# Exercise goal
In the entries below, count every line with the string "Target". State the count and nothing else.

# Collected data

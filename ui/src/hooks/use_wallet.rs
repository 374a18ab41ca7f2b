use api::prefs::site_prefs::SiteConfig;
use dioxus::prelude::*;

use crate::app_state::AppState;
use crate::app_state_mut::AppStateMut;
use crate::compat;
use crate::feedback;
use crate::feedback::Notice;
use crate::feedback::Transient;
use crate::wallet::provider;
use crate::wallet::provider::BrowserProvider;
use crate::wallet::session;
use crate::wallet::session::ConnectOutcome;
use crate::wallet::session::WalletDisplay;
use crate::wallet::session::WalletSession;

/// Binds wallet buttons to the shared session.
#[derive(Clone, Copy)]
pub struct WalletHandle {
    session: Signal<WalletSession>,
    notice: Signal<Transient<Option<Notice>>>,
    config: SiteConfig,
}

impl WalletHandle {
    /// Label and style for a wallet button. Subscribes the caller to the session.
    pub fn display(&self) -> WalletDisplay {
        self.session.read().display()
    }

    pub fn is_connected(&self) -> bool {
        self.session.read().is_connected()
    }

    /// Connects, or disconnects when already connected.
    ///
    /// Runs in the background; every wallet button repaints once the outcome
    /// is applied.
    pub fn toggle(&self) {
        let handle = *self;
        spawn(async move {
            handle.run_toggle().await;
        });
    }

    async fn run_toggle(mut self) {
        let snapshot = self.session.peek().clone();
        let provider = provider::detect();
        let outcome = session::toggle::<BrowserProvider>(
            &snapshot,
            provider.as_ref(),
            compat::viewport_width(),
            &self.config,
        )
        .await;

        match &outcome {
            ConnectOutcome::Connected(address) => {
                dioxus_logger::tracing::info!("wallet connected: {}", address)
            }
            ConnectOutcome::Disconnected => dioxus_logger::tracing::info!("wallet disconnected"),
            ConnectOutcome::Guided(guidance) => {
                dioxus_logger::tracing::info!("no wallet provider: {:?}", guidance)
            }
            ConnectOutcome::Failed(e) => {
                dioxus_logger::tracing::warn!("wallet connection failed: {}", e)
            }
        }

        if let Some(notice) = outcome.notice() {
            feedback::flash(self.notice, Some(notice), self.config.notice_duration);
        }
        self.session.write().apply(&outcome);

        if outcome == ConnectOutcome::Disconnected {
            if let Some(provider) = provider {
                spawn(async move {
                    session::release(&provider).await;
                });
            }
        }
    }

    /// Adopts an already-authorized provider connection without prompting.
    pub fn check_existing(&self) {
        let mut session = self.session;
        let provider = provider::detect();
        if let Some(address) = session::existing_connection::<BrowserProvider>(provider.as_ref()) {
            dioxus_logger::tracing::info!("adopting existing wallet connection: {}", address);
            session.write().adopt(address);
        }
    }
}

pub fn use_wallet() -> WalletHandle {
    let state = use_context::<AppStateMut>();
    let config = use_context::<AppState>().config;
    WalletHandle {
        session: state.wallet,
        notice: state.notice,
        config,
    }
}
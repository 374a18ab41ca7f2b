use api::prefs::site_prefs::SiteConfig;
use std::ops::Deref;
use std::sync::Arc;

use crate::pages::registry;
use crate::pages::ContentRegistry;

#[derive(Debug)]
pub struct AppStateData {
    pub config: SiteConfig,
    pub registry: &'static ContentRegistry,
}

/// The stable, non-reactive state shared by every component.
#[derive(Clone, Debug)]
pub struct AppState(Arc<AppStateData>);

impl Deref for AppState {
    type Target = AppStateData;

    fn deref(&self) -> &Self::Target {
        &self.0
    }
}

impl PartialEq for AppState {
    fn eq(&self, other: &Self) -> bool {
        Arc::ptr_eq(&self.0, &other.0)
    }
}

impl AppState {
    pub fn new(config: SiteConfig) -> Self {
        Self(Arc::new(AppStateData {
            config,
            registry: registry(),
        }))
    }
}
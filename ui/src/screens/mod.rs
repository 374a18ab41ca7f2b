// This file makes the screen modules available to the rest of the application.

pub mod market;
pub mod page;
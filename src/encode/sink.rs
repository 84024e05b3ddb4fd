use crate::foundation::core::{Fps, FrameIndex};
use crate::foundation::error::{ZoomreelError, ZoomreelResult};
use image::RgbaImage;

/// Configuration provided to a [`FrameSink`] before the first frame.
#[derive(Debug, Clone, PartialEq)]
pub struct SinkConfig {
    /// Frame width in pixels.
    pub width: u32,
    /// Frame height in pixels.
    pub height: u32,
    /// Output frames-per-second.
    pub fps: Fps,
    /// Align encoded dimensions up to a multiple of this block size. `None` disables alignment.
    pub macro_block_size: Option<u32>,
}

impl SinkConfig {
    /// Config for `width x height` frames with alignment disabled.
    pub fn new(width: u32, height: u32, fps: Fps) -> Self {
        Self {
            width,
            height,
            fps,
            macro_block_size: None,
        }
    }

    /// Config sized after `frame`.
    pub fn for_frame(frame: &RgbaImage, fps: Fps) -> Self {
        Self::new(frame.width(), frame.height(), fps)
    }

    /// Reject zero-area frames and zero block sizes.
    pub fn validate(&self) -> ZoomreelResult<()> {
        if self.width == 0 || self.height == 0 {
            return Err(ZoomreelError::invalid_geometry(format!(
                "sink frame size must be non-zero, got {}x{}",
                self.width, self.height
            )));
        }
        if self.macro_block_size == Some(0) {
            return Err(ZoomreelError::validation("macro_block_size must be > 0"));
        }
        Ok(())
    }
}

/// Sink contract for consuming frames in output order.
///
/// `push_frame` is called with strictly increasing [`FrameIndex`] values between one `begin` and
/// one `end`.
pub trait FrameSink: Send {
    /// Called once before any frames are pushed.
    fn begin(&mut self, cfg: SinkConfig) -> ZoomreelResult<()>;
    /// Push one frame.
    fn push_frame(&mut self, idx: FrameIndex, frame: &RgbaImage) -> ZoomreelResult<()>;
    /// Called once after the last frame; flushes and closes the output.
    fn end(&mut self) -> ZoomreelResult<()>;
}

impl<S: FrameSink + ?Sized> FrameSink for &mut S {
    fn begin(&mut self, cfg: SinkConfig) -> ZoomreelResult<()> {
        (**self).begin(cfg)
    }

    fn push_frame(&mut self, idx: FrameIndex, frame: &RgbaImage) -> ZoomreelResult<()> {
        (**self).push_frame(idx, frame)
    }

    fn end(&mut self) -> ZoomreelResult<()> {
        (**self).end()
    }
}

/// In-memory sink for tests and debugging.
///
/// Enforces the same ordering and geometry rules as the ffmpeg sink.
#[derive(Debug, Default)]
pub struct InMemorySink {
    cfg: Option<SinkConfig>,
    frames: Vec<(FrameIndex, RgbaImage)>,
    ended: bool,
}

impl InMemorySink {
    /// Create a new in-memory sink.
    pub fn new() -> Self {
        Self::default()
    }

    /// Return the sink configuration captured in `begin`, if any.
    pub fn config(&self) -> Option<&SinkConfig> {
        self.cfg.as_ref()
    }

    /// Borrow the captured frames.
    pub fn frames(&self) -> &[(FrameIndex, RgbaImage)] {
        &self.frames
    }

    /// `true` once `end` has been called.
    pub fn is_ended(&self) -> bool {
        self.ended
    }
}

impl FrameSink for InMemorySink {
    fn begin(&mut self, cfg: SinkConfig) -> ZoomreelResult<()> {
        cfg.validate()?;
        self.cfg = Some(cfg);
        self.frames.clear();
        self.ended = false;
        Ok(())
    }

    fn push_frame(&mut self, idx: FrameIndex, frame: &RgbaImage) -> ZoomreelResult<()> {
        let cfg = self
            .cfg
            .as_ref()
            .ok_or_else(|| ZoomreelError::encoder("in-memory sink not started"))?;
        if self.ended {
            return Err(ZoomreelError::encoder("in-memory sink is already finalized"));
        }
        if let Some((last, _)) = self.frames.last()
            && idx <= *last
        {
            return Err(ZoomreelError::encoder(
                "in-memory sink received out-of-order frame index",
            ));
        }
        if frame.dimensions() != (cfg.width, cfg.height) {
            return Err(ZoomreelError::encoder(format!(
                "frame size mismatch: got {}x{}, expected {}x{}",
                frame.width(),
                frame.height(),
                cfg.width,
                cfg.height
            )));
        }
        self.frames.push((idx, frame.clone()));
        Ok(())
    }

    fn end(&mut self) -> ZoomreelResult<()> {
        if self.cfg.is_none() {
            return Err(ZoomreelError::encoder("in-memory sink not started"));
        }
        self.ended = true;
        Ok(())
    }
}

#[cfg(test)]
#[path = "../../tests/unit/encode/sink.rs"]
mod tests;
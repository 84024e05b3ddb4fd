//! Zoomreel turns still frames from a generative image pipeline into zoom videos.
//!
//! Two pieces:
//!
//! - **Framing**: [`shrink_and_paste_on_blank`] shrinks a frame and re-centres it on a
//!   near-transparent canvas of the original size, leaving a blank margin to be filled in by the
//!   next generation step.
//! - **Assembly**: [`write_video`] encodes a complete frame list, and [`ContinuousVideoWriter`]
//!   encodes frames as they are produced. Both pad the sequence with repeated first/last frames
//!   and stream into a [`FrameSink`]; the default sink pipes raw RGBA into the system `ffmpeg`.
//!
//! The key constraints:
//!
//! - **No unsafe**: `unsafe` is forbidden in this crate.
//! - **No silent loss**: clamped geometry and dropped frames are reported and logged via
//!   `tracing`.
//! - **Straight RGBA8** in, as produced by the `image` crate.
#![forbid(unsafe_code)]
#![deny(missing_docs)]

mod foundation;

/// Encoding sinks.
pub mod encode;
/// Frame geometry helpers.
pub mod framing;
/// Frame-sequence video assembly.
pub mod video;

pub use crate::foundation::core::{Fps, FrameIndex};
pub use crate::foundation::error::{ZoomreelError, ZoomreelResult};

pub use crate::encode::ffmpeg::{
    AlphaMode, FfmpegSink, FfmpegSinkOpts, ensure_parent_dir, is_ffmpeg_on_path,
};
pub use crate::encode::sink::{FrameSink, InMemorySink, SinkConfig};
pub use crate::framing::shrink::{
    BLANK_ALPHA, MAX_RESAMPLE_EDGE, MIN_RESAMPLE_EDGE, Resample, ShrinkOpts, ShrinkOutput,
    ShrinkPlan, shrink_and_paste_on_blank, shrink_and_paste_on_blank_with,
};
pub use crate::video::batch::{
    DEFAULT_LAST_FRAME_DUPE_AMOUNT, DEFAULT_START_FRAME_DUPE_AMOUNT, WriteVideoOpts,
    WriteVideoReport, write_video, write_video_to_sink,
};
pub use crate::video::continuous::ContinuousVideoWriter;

# Final answer
2